Nebenbei hat sie weiterhin Songs geschrieben – nur für sich. Bis Matthias Oldofredi alias Filous in ihr Leben trat. „Er hat mich zu Songwriting-Sessions mitgenommen, mir positiv zugesprochen und mich motiviert. Danach ging es schnell und ich hatte keine Zeit mehr für die Prüfung an der Uni“, sagt Arman.
Ihre Familie hatte für das jähe Ende der Uni-Laufbahn wohl Verständnis. Denn ihr Vater ist Dirigent und Komponist, ihre Mutter eine Gesangslehrerin, ihr Bruder Jazzgitarrist und der andere Bruder Songwriter und Musikproduzent. „Wir Kinder haben sehr früh angefangen, Instrumente zu lernen: Ich habe mit vier Jahren begonnen, Geige zu spielen – das war auch jahrelang mein Hauptinstrument. Gitarre und Klavier habe ich mir dann nach und nach selbst beigebracht“, sagt Arman.
Eine wesentliche Rolle beim Musikmachen spielt mittlerweile auch das Smartphone. „Es ist mein ständiger Begleiter. Ich nehme sehr viele Ideen am Handy auf, schreibe dort meine Texte und mache da auch oft gleich erste Melodien.
Zutaten
Die sieben Songs, die sie nun auf ihrer Debüt-EP „Out of the Blue“ veröffentlicht hat, sind unglaublich eingängig – erwähnenswert etwa das soulig-berührende „Fever„ oder die zunächst reduzierte, sich zum Ende hin steigernde Ballade „Black & White“. Aber auch die restlichen Lieder haben allesamt das Zeug zum großen Hit. Die Liste für ihre dabei verwendeten Zutaten ist aber kurz. Soll heißen: Da ist nichts üppig gewürzt, wird nichts künstlich aufgeblasen, wirkt alles Lo-fi produziert. Die Melodieführung übernehmen entweder das Klavier oder die Gitarre, die Beats sind im Midtempo-Bereich angesiedelt oder im Falle von „In A Heartbeat“ kaum wahrnehmbar. Obwohl man die Songs davor noch nie gehört hat, kommen sie einem gleich bekannt vor. „Ich finde es cool, eine Melodie so klingen zu lassen, dass sie einerseits bekannt und andererseits nicht zu flach, nicht poppig ausfällt. Das ist stets eine Gratwanderung. Ich sehe das wie ein Puzzle, das es zu lösen gilt. Simple Melodien neu zu denken, das macht mir Spaß“, sagt Arman.
Loslassen
Das Musikschreiben sei für sie auch eine therapeutische Maßnahme. Die EP könne man also auch als „Sammlung von Therapiestunden“ betrachten, so Arman, die kürzlich ihren 26. Geburtstag feierte. „Songschreiben ist ja eigentlich wie diskutieren oder streiten, aber eben nur mit einer Seite, während die andere Person ganz leise ist und dir nur zuhört“, sagt sie.
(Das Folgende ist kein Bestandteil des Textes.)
//! Action runner.
//!
//! [`ActionRunner::run`] publishes `Started` before launching the action, so
//! a terminal state is never observed without a preceding `Started` for the
//! same invocation. There is no retry and no per-slot mutual exclusion:
//! overlapping invocations of one slot settle in completion order.

use std::future::Future;
use std::sync::Arc;

use tokio::task::JoinHandle;
use tracing::{debug, info, warn};

use super::scope::TaskScope;
use super::{ActionSlot, ActionState};
use crate::diagnostics::DiagnosticsSink;
use crate::fault::{Classification, Fault, FaultCategory, classify};

/// How a slot reacts to a fault that is only sent to diagnostics.
#[derive(Debug, Clone, Copy, PartialEq, Eq, Default)]
pub enum FailurePolicy {
    /// Every fault ends the invocation as `Failed`.
    #[default]
    AlwaysFail,
    /// Only a direct web fault is surfaced and sets `Failed`. Every other
    /// fault, including a transaction aborted by a web fault, is reported and
    /// leaves the state where it was (normally `Started`).
    FailOnWebOnly,
}

/// Runs asynchronous actions and publishes their lifecycle into slots.
#[derive(Debug, Clone)]
pub struct ActionRunner {
    scope: Arc<TaskScope>,
    diagnostics: Arc<dyn DiagnosticsSink>,
}

impl ActionRunner {
    /// Creates a runner launching tasks on `scope`.
    #[must_use]
    pub fn new(scope: Arc<TaskScope>, diagnostics: Arc<dyn DiagnosticsSink>) -> Self {
        Self { scope, diagnostics }
    }

    /// The scope tasks are launched on.
    #[must_use]
    pub const fn scope(&self) -> &Arc<TaskScope> {
        &self.scope
    }

    /// Publishes `Started` into `slot`, then launches `action` on the scope.
    ///
    /// When the action finishes the slot receives `Success`, or the fault is
    /// classified: user-facing faults are published to the slot's fault
    /// channel and the state becomes `Failed`; other faults are reported to
    /// diagnostics and the state follows `policy`.
    ///
    /// Returns `None` if the scope is already cancelled, in which case nothing
    /// is published.
    pub fn run<F>(
        &self,
        slot: &Arc<ActionSlot>,
        policy: FailurePolicy,
        action: F,
    ) -> Option<JoinHandle<()>>
    where
        F: Future<Output = Result<(), Fault>> + Send + 'static,
    {
        if self.scope.is_cancelled() {
            debug!(action = slot.name(), "scope cancelled, action not started");
            return None;
        }

        slot.publish_state(ActionState::Started);
        debug!(action = slot.name(), "action started");

        let slot = Arc::clone(slot);
        let diagnostics = Arc::clone(&self.diagnostics);
        let token = self.scope.token();
        let name = slot.name();
        self.scope.spawn(name, async move {
            let result = action.await;
            if token.is_cancelled() {
                debug!(action = slot.name(), "scope cancelled, outcome dropped");
                return;
            }
            settle(&slot, policy, diagnostics.as_ref(), result);
        })
    }
}

/// Publishes the outcome of one invocation into `slot`.
pub(crate) fn settle(
    slot: &ActionSlot,
    policy: FailurePolicy,
    diagnostics: &dyn DiagnosticsSink,
    result: Result<(), Fault>,
) {
    let Err(fault) = result else {
        slot.publish_state(ActionState::Success);
        info!(action = slot.name(), "action succeeded");
        return;
    };

    let classification = match policy {
        FailurePolicy::AlwaysFail => classify(fault),
        FailurePolicy::FailOnWebOnly => match fault {
            Fault::Web(web) => Classification::Surface(web),
            other => Classification::Report(other, FaultCategory::Internal),
        },
    };

    match classification {
        Classification::Surface(web) => {
            warn!(
                action = slot.name(),
                status = web.status,
                reason = %web.reason,
                "action rejected by remote service"
            );
            slot.publish_fault(web);
            slot.publish_state(ActionState::Failed);
        },
        Classification::Report(fault, category) => {
            diagnostics.report(&fault, category);
            match policy {
                FailurePolicy::AlwaysFail => slot.publish_state(ActionState::Failed),
                FailurePolicy::FailOnWebOnly => {
                    debug!(
                        action = slot.name(),
                        state = %slot.state(),
                        "internal fault, state left unchanged"
                    );
                },
            }
        },
    }
}

#[cfg(test)]
mod tests {
    use std::sync::Mutex;
    use std::time::Duration;

    use super::*;
    use crate::fault::WebFault;

    #[derive(Debug, Default)]
    struct RecordingSink(Mutex<Vec<(Fault, FaultCategory)>>);

    impl RecordingSink {
        fn reports(&self) -> Vec<(Fault, FaultCategory)> {
            self.0.lock().unwrap().clone()
        }
    }

    impl DiagnosticsSink for RecordingSink {
        fn report(&self, fault: &Fault, category: FaultCategory) {
            self.0.lock().unwrap().push((fault.clone(), category));
        }
    }

    fn runner() -> (ActionRunner, Arc<RecordingSink>) {
        let sink = Arc::new(RecordingSink::default());
        let runner = ActionRunner::new(Arc::new(TaskScope::current()), sink.clone());
        (runner, sink)
    }

    #[tokio::test]
    async fn success_publishes_started_then_success() {
        let (runner, sink) = runner();
        let slot = Arc::new(ActionSlot::new("registration"));

        let handle = runner
            .run(&slot, FailurePolicy::AlwaysFail, async { Ok(()) })
            .expect("scope is live");
        assert_eq!(slot.state(), ActionState::Started);

        handle.await.unwrap();
        assert_eq!(slot.state(), ActionState::Success);
        assert!(slot.fault().is_none());
        assert!(sink.reports().is_empty());
    }

    #[tokio::test]
    async fn web_fault_is_forwarded() {
        let (runner, sink) = runner();
        let slot = Arc::new(ActionSlot::new("submission"));

        runner
            .run(&slot, FailurePolicy::AlwaysFail, async {
                Err(Fault::web(400, "invalid payload"))
            })
            .unwrap()
            .await
            .unwrap();

        assert_eq!(slot.state(), ActionState::Failed);
        let event = slot.fault().unwrap();
        assert_eq!(event.take(), Some(&WebFault::new(400, "invalid payload")));
        assert!(sink.reports().is_empty());
    }

    #[tokio::test]
    async fn unclassified_fault_policy() {
        let (runner, sink) = runner();
        let always = Arc::new(ActionSlot::new("submission"));
        let lenient = Arc::new(ActionSlot::new("refresh"));

        runner
            .run(&always, FailurePolicy::AlwaysFail, async {
                Err(Fault::unclassified("boom"))
            })
            .unwrap()
            .await
            .unwrap();
        runner
            .run(&lenient, FailurePolicy::FailOnWebOnly, async {
                Err(Fault::unclassified("boom"))
            })
            .unwrap()
            .await
            .unwrap();

        assert_eq!(always.state(), ActionState::Failed);
        assert_eq!(lenient.state(), ActionState::Started);
        assert!(always.fault().is_none());
        assert!(lenient.fault().is_none());
        assert_eq!(sink.reports().len(), 2);
    }

    #[tokio::test]
    async fn lenient_policy_still_fails_on_web_fault() {
        let (runner, _sink) = runner();
        let slot = Arc::new(ActionSlot::new("refresh"));
        runner
            .run(&slot, FailurePolicy::FailOnWebOnly, async {
                Err(Fault::web(503, "maintenance"))
            })
            .unwrap()
            .await
            .unwrap();
        assert_eq!(slot.state(), ActionState::Failed);
        assert!(slot.fault().is_some());
    }

    #[tokio::test(start_paused = true)]
    async fn cancelled_scope_publishes_nothing_further() {
        let (runner, sink) = runner();
        let slot = Arc::new(ActionSlot::new("registration"));

        let handle = runner
            .run(&slot, FailurePolicy::AlwaysFail, async {
                tokio::time::sleep(Duration::from_secs(30)).await;
                Err(Fault::unclassified("late"))
            })
            .unwrap();
        tokio::task::yield_now().await;
        runner.scope().cancel();
        let _ = handle.await;

        assert_eq!(slot.state(), ActionState::Started);
        assert!(sink.reports().is_empty());
        assert!(
            runner
                .run(&slot, FailurePolicy::AlwaysFail, async { Ok(()) })
                .is_none()
        );
    }

    #[test]
    fn settle_transaction_with_web_cause() {
        let sink = RecordingSink::default();
        let slot = ActionSlot::new("submission");
        settle(
            &slot,
            FailurePolicy::AlwaysFail,
            &sink,
            Err(Fault::transaction("submit", Some(Fault::web(401, "expired")))),
        );
        assert_eq!(slot.state(), ActionState::Failed);
        assert_eq!(slot.fault().unwrap().peek(), &WebFault::new(401, "expired"));
        assert!(sink.reports().is_empty());
    }

    #[test]
    fn web_only_policy_reports_transaction_with_web_cause() {
        let sink = RecordingSink::default();
        let slot = ActionSlot::new("refresh");
        slot.publish_state(ActionState::Started);
        let fault = Fault::transaction("refresh", Some(Fault::web(404, "gone")));
        settle(&slot, FailurePolicy::FailOnWebOnly, &sink, Err(fault.clone()));
        assert_eq!(slot.state(), ActionState::Started);
        assert!(slot.fault().is_none());
        assert_eq!(sink.reports(), vec![(fault, FaultCategory::Internal)]);
    }

    #[test]
    fn settle_transaction_with_other_cause() {
        let sink = RecordingSink::default();
        let slot = ActionSlot::new("submission");
        settle(
            &slot,
            FailurePolicy::AlwaysFail,
            &sink,
            Err(Fault::transaction("submit", Some(Fault::unclassified("io")))),
        );
        assert_eq!(slot.state(), ActionState::Failed);
        assert!(slot.fault().is_none());
        let reports = sink.reports();
        assert_eq!(reports.len(), 1);
        assert_eq!(reports[0].1, FaultCategory::Internal);
    }
}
Mit „Out of the Blue„ räumt Florence Arman auch ihr Leben auf. Es ist ein Aufarbeiten der letzten Jahre, in denen viel passiert sei. „Ich bin umgezogen, Freundschaften sind in die Brüche gegangen. Alles, was ich in den letzten Jahren erlebt habe, habe ich auf dieser EP verarbeitet“, sagt sie. Dieses Loslassen klingt wunderschön.